**What you should do:** Each line of the entries below that holds "enum" is needed, copied in full.

**Data in this exercise:**
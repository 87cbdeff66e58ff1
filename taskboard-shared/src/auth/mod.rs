/// Authentication and authorization utilities
///
/// This module provides the secure primitives behind the Taskboard API:
///
/// # Modules
///
/// - [`password`]: Argon2id password hashing and verification
/// - [`jwt`]: JWT token generation and validation
/// - [`middleware`]: Bearer-token authentication gate for axum
/// - [`policy`]: Task access policy (ownership, roles, soft-delete scopes)
///
/// # Security Features
///
/// - **Password Hashing**: Argon2id with 64 MB memory, 3 iterations
/// - **JWT Tokens**: HS256 signing with expiration and issuer checks
/// - **Constant-time Comparison**: Verification uses constant-time operations

pub mod jwt;
pub mod middleware;
pub mod password;
pub mod policy;
/// Error handling for the API server
///
/// This module provides a unified error type that maps to the error envelope:
/// every failure renders `{ "status": false, "message": ..., "code": ... }`
/// with an optional `errors` map for validation failures. All handlers return
/// `Result<T, ApiError>` which converts automatically.
///
/// Error codes use a dotted namespace (`general:validation`,
/// `task:not-found`, ...) and each code is pinned to one HTTP status.

use axum::{
    extract::{rejection::JsonRejection, FromRequest},
    http::StatusCode,
    response::{IntoResponse, Response},
    Json,
};
use serde::Serialize;
use std::collections::BTreeMap;
use std::fmt;

/// API result type alias
pub type ApiResult<T> = Result<T, ApiError>;

/// Field-keyed validation messages, ready for the `errors` envelope field
pub type FieldErrors = BTreeMap<String, Vec<String>>;

/// Unified API error type
#[derive(Debug)]
pub enum ApiError {
    /// Auth payload validation failed (400, `general:validation`)
    Validation(FieldErrors),

    /// Login credentials did not match (401, `general:invalid_credentials`)
    InvalidCredentials,

    /// Missing or invalid bearer token (401, `general:unauthenticated`)
    Unauthenticated,

    /// Task payload validation failed (422, `validation:failed`)
    TaskValidation(FieldErrors),

    /// Task absent or soft-deleted (404, `task:not-found`)
    TaskNotFound,

    /// Authenticated but not entitled (403, `task:unauthorized`)
    ///
    /// Carries the full per-operation message, e.g.
    /// "You are not authorized to update this task".
    TaskForbidden(&'static str),

    /// Unmatched route (404, `general:not-found`)
    NotFound,

    /// Internal server error (500, `general:server_error`)
    InternalError(String),
}

/// Error envelope body
#[derive(Debug, Serialize)]
struct ErrorBody {
    status: bool,
    message: String,
    code: &'static str,
    #[serde(skip_serializing_if = "Option::is_none")]
    errors: Option<FieldErrors>,
}

impl fmt::Display for ApiError {
    fn fmt(&self, f: &mut fmt::Formatter<'_>) -> fmt::Result {
        match self {
            ApiError::Validation(errors) => {
                write!(f, "Validation error: {} fields", errors.len())
            }
            ApiError::InvalidCredentials => write!(f, "Invalid credentials"),
            ApiError::Unauthenticated => write!(f, "Unauthenticated"),
            ApiError::TaskValidation(errors) => {
                write!(f, "Validation failed: {} fields", errors.len())
            }
            ApiError::TaskNotFound => write!(f, "Task not found"),
            ApiError::TaskForbidden(msg) => write!(f, "{}", msg),
            ApiError::NotFound => write!(f, "Not found"),
            ApiError::InternalError(msg) => write!(f, "Internal error: {}", msg),
        }
    }
}

impl std::error::Error for ApiError {}

impl IntoResponse for ApiError {
    fn into_response(self) -> Response {
        let (status, code, message, errors) = match self {
            ApiError::Validation(errors) => (
                StatusCode::BAD_REQUEST,
                "general:validation",
                "Validation error".to_string(),
                Some(errors),
            ),
            ApiError::InvalidCredentials => (
                StatusCode::UNAUTHORIZED,
                "general:invalid_credentials",
                "Invalid credentials".to_string(),
                None,
            ),
            ApiError::Unauthenticated => (
                StatusCode::UNAUTHORIZED,
                "general:unauthenticated",
                "Unauthenticated".to_string(),
                None,
            ),
            ApiError::TaskValidation(errors) => (
                StatusCode::UNPROCESSABLE_ENTITY,
                "validation:failed",
                "Validation failed".to_string(),
                Some(errors),
            ),
            ApiError::TaskNotFound => (
                StatusCode::NOT_FOUND,
                "task:not-found",
                "Task not found".to_string(),
                None,
            ),
            ApiError::TaskForbidden(msg) => (
                StatusCode::FORBIDDEN,
                "task:unauthorized",
                msg.to_string(),
                None,
            ),
            ApiError::NotFound => (
                StatusCode::NOT_FOUND,
                "general:not-found",
                "Not found".to_string(),
                None,
            ),
            ApiError::InternalError(msg) => {
                // Log internal errors but don't expose details to clients
                tracing::error!("Internal error: {}", msg);
                (
                    StatusCode::INTERNAL_SERVER_ERROR,
                    "general:server_error",
                    "An internal error occurred".to_string(),
                    None,
                )
            }
        };

        let body = Json(ErrorBody {
            status: false,
            message,
            code,
            errors,
        });

        (status, body).into_response()
    }
}

/// JSON body extractor whose rejections render the error envelope
///
/// Axum's own `Json` rejection is plain text, so a syntactically invalid
/// body or a wrong content type would escape the response contract. Routing
/// the rejection through `ApiError` keeps those failures in the envelope.
#[derive(FromRequest)]
#[from_request(via(axum::Json), rejection(ApiError))]
pub struct ApiJson<T>(pub T);

/// Convert body rejections to API errors
impl From<JsonRejection> for ApiError {
    fn from(rejection: JsonRejection) -> Self {
        let mut errors = FieldErrors::new();
        errors
            .entry("body".to_string())
            .or_default()
            .push(rejection.body_text());
        ApiError::Validation(errors)
    }
}

/// Convert sqlx errors to API errors
impl From<sqlx::Error> for ApiError {
    fn from(err: sqlx::Error) -> Self {
        ApiError::InternalError(format!("Database error: {}", err))
    }
}

/// Convert password errors to API errors
impl From<taskboard_shared::auth::password::PasswordError> for ApiError {
    fn from(err: taskboard_shared::auth::password::PasswordError) -> Self {
        ApiError::InternalError(format!("Password operation failed: {}", err))
    }
}

/// Convert JWT errors to API errors
///
/// Token creation failures are internal; any validation failure maps to the
/// unauthenticated envelope.
impl From<taskboard_shared::auth::jwt::JwtError> for ApiError {
    fn from(err: taskboard_shared::auth::jwt::JwtError) -> Self {
        match err {
            taskboard_shared::auth::jwt::JwtError::CreateError(msg) => {
                ApiError::InternalError(format!("Token creation failed: {}", msg))
            }
            _ => ApiError::Unauthenticated,
        }
    }
}

#[cfg(test)]
mod tests {
    use super::*;

    async fn body_of(err: ApiError) -> (StatusCode, serde_json::Value) {
        let response = err.into_response();
        let status = response.status();
        let bytes = axum::body::to_bytes(response.into_body(), usize::MAX)
            .await
            .unwrap();
        (status, serde_json::from_slice(&bytes).unwrap())
    }

    #[tokio::test]
    async fn test_task_not_found_envelope() {
        let (status, body) = body_of(ApiError::TaskNotFound).await;
        assert_eq!(status, StatusCode::NOT_FOUND);
        assert_eq!(body["status"], false);
        assert_eq!(body["message"], "Task not found");
        assert_eq!(body["code"], "task:not-found");
        assert!(body.get("errors").is_none());
    }

    #[tokio::test]
    async fn test_forbidden_carries_operation_message() {
        let (status, body) =
            body_of(ApiError::TaskForbidden("You are not authorized to view this task")).await;
        assert_eq!(status, StatusCode::FORBIDDEN);
        assert_eq!(body["code"], "task:unauthorized");
        assert_eq!(body["message"], "You are not authorized to view this task");
    }

    #[tokio::test]
    async fn test_validation_envelope_includes_errors() {
        let mut errors = FieldErrors::new();
        errors.insert("email".to_string(), vec!["Email is required".to_string()]);

        let (status, body) = body_of(ApiError::Validation(errors)).await;
        assert_eq!(status, StatusCode::BAD_REQUEST);
        assert_eq!(body["code"], "general:validation");
        assert_eq!(body["message"], "Validation error");
        assert_eq!(body["errors"]["email"][0], "Email is required");
    }

    #[tokio::test]
    async fn test_task_validation_envelope() {
        let mut errors = FieldErrors::new();
        errors.insert(
            "title".to_string(),
            vec!["The title field is required".to_string()],
        );

        let (status, body) = body_of(ApiError::TaskValidation(errors)).await;
        assert_eq!(status, StatusCode::UNPROCESSABLE_ENTITY);
        assert_eq!(body["code"], "validation:failed");
        assert_eq!(body["message"], "Validation failed");
    }

    #[tokio::test]
    async fn test_internal_error_hides_details() {
        let (status, body) = body_of(ApiError::InternalError("connection reset".to_string())).await;
        assert_eq!(status, StatusCode::INTERNAL_SERVER_ERROR);
        assert_eq!(body["message"], "An internal error occurred");
        assert_eq!(body["code"], "general:server_error");
    }
}
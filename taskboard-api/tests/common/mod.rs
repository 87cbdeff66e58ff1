/// Common test utilities for integration tests
///
/// This module provides shared infrastructure for integration tests:
/// - Test database setup and cleanup
/// - Test user and admin creation
/// - JWT token generation
/// - Request and response helpers
///
/// Every context gets its own pair of accounts with unique emails, so tests
/// can run concurrently against one database.

use axum::body::Body;
use axum::http::Request;
use taskboard_api::app::{build_router, AppState};
use taskboard_api::config::Config;
use taskboard_shared::auth::jwt::{create_token, Claims};
use taskboard_shared::auth::password::hash_password;
use taskboard_shared::models::task::{CreateTask, Task, TaskStatus};
use taskboard_shared::models::user::{CreateUser, Role, User};
use sqlx::PgPool;
use uuid::Uuid;

/// Password shared by all test accounts
pub const TEST_PASSWORD: &str = "correct horse battery staple";

/// Test context containing all necessary resources
pub struct TestContext {
    pub db: PgPool,
    pub app: axum::Router,
    pub config: Config,
    pub user: User,
    pub admin: User,
    pub user_token: String,
    pub admin_token: String,
}

impl TestContext {
    /// Creates a new test context with a migrated database and two accounts
    pub async fn new() -> anyhow::Result<Self> {
        // Load test configuration
        let config = Config::from_env()?;

        // Connect to database
        let db = PgPool::connect(&config.database.url).await?;

        // Run migrations (path relative to Cargo.toml, not this file)
        sqlx::migrate!("../migrations").run(&db).await?;

        let password_hash = hash_password(TEST_PASSWORD)?;

        // Create regular test user
        let user = User::create(
            &db,
            CreateUser {
                username: "Test User".to_string(),
                email: format!("user-{}@example.com", Uuid::new_v4()),
                password_hash: password_hash.clone(),
                role: Role::User,
            },
        )
        .await?;

        // Create admin test user
        let admin = User::create(
            &db,
            CreateUser {
                username: "Test Admin".to_string(),
                email: format!("admin-{}@example.com", Uuid::new_v4()),
                password_hash,
                role: Role::Admin,
            },
        )
        .await?;

        // Generate JWT tokens
        let user_token = create_token(&Claims::new(user.id, user.role), &config.jwt.secret)?;
        let admin_token = create_token(&Claims::new(admin.id, admin.role), &config.jwt.secret)?;

        // Build app
        let state = AppState::new(db.clone(), config.clone());
        let app = build_router(state);

        Ok(TestContext {
            db,
            app,
            config,
            user,
            admin,
            user_token,
            admin_token,
        })
    }

    /// Returns authorization header value for the regular user
    pub fn auth_header(&self) -> String {
        format!("Bearer {}", self.user_token)
    }

    /// Returns authorization header value for the admin
    pub fn admin_auth_header(&self) -> String {
        format!("Bearer {}", self.admin_token)
    }

    /// Creates a task directly in the database, owned by the given user
    pub async fn create_task(&self, owner_id: Uuid, title: &str) -> anyhow::Result<Task> {
        let task = Task::create(
            &self.db,
            CreateTask {
                title: title.to_string(),
                description: format!("Description for {}", title),
                status: Some(TaskStatus::New),
                due_date: None,
                user_id: owner_id,
            },
        )
        .await?;

        Ok(task)
    }

    /// Cleans up test data
    pub async fn cleanup(&self) -> anyhow::Result<()> {
        for user_id in [self.user.id, self.admin.id] {
            sqlx::query("DELETE FROM tasks WHERE user_id = $1")
                .bind(user_id)
                .execute(&self.db)
                .await?;
            sqlx::query("DELETE FROM users WHERE id = $1")
                .bind(user_id)
                .execute(&self.db)
                .await?;
        }
        Ok(())
    }
}

/// Builds a JSON request with an optional bearer token
pub fn json_request(
    method: &str,
    uri: &str,
    auth: Option<&str>,
    body: Option<serde_json::Value>,
) -> Request<Body> {
    let mut builder = Request::builder()
        .method(method)
        .uri(uri)
        .header("content-type", "application/json");

    if let Some(auth) = auth {
        builder = builder.header("authorization", auth);
    }

    let body = match body {
        Some(json) => Body::from(json.to_string()),
        None => Body::empty(),
    };

    builder.body(body).unwrap()
}

/// Reads a response body as JSON
pub async fn body_json(response: axum::response::Response) -> serde_json::Value {
    let bytes = axum::body::to_bytes(response.into_body(), usize::MAX)
        .await
        .unwrap();
    serde_json::from_slice(&bytes).unwrap()
}
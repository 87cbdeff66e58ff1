/// JWT token generation and validation module
///
/// Access tokens are signed using HS256 (HMAC-SHA256) and carry the user's
/// identity and role. The role rides in the claims because accounts are
/// immutable after registration, so the authentication gate never needs a
/// database lookup.
///
/// # Security
///
/// - **Algorithm**: HS256 (HMAC with SHA-256)
/// - **Expiration**: 24 hours
/// - **Validation**: Signature, expiration, not-before, and issuer checks
/// - **Secret Management**: Secrets should be at least 32 bytes (256 bits)
///
/// # Example
///
/// ```
/// use taskboard_shared::auth::jwt::{create_token, validate_token, Claims};
/// use taskboard_shared::models::user::Role;
/// use uuid::Uuid;
///
/// # fn example() -> Result<(), Box<dyn std::error::Error>> {
/// let user_id = Uuid::new_v4();
///
/// let claims = Claims::new(user_id, Role::User);
/// let token = create_token(&claims, "your-secret-key-at-least-32-bytes")?;
///
/// let validated = validate_token(&token, "your-secret-key-at-least-32-bytes")?;
/// assert_eq!(validated.sub, user_id);
/// # Ok(())
/// # }
/// ```

use chrono::{Duration, Utc};
use jsonwebtoken::{decode, encode, Algorithm, DecodingKey, EncodingKey, Header, Validation};
use serde::{Deserialize, Serialize};
use uuid::Uuid;

use crate::models::user::Role;

/// Token issuer claim value
const ISSUER: &str = "taskboard";

/// Access token lifetime
const ACCESS_TOKEN_LIFETIME_HOURS: i64 = 24;

/// Error type for JWT operations
#[derive(Debug, thiserror::Error)]
pub enum JwtError {
    /// Failed to create token
    #[error("Failed to create token: {0}")]
    CreateError(String),

    /// Failed to validate token
    #[error("Failed to validate token: {0}")]
    ValidationError(String),

    /// Token has expired
    #[error("Token has expired")]
    Expired,

    /// Invalid issuer
    #[error("Invalid issuer: expected {expected}")]
    InvalidIssuer { expected: String },
}

/// JWT claims structure
///
/// # Standard Claims
///
/// - `sub`: Subject (user ID)
/// - `iss`: Issuer (always "taskboard")
/// - `iat`: Issued at timestamp
/// - `exp`: Expiration timestamp
/// - `nbf`: Not before timestamp
///
/// # Custom Claims
///
/// - `role`: Account role, baked in at login time
#[derive(Debug, Clone, Serialize, Deserialize)]
pub struct Claims {
    /// Subject - User ID
    pub sub: Uuid,

    /// Issuer - Always "taskboard"
    pub iss: String,

    /// Issued at (Unix timestamp)
    pub iat: i64,

    /// Expiration time (Unix timestamp)
    pub exp: i64,

    /// Not before (Unix timestamp)
    pub nbf: i64,

    /// Account role (custom claim)
    pub role: Role,
}

impl Claims {
    /// Creates new claims with the default 24 hour expiration
    pub fn new(user_id: Uuid, role: Role) -> Self {
        Self::with_expiration(user_id, role, Duration::hours(ACCESS_TOKEN_LIFETIME_HOURS))
    }

    /// Creates claims with a custom expiration
    ///
    /// # Example
    ///
    /// ```
    /// use taskboard_shared::auth::jwt::Claims;
    /// use taskboard_shared::models::user::Role;
    /// use chrono::Duration;
    /// use uuid::Uuid;
    ///
    /// let claims = Claims::with_expiration(Uuid::new_v4(), Role::Admin, Duration::hours(1));
    /// assert!(!claims.is_expired());
    /// ```
    pub fn with_expiration(user_id: Uuid, role: Role, expires_in: Duration) -> Self {
        let now = Utc::now();
        let expiration = now + expires_in;

        Self {
            sub: user_id,
            iss: ISSUER.to_string(),
            iat: now.timestamp(),
            exp: expiration.timestamp(),
            nbf: now.timestamp(),
            role,
        }
    }

    /// Checks if token has expired
    pub fn is_expired(&self) -> bool {
        Utc::now().timestamp() >= self.exp
    }
}

/// Creates a JWT token from claims
///
/// Signs the token using HS256 (HMAC-SHA256) with the provided secret.
///
/// # Errors
///
/// Returns `JwtError::CreateError` if token encoding fails
pub fn create_token(claims: &Claims, secret: &str) -> Result<String, JwtError> {
    let header = Header::new(Algorithm::HS256);
    let key = EncodingKey::from_secret(secret.as_bytes());

    encode(&header, claims, &key)
        .map_err(|e| JwtError::CreateError(format!("Token encoding failed: {}", e)))
}

/// Validates a JWT token and extracts claims
///
/// Verifies:
/// - Signature is valid
/// - Token hasn't expired
/// - Issuer is "taskboard"
/// - Token is not used before nbf time
///
/// # Errors
///
/// Returns an error if the signature is invalid, the token has expired, the
/// issuer doesn't match, or the token format is invalid.
pub fn validate_token(token: &str, secret: &str) -> Result<Claims, JwtError> {
    let key = DecodingKey::from_secret(secret.as_bytes());

    let mut validation = Validation::new(Algorithm::HS256);
    validation.set_issuer(&[ISSUER]);
    validation.validate_exp = true;
    validation.validate_nbf = true;

    let token_data = decode::<Claims>(token, &key, &validation).map_err(|e| match e.kind() {
        jsonwebtoken::errors::ErrorKind::ExpiredSignature => JwtError::Expired,
        jsonwebtoken::errors::ErrorKind::InvalidIssuer => JwtError::InvalidIssuer {
            expected: ISSUER.to_string(),
        },
        _ => JwtError::ValidationError(format!("Token validation failed: {}", e)),
    })?;

    Ok(token_data.claims)
}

**Output of the task:**
pub enum ApiError {
pub enum JwtError {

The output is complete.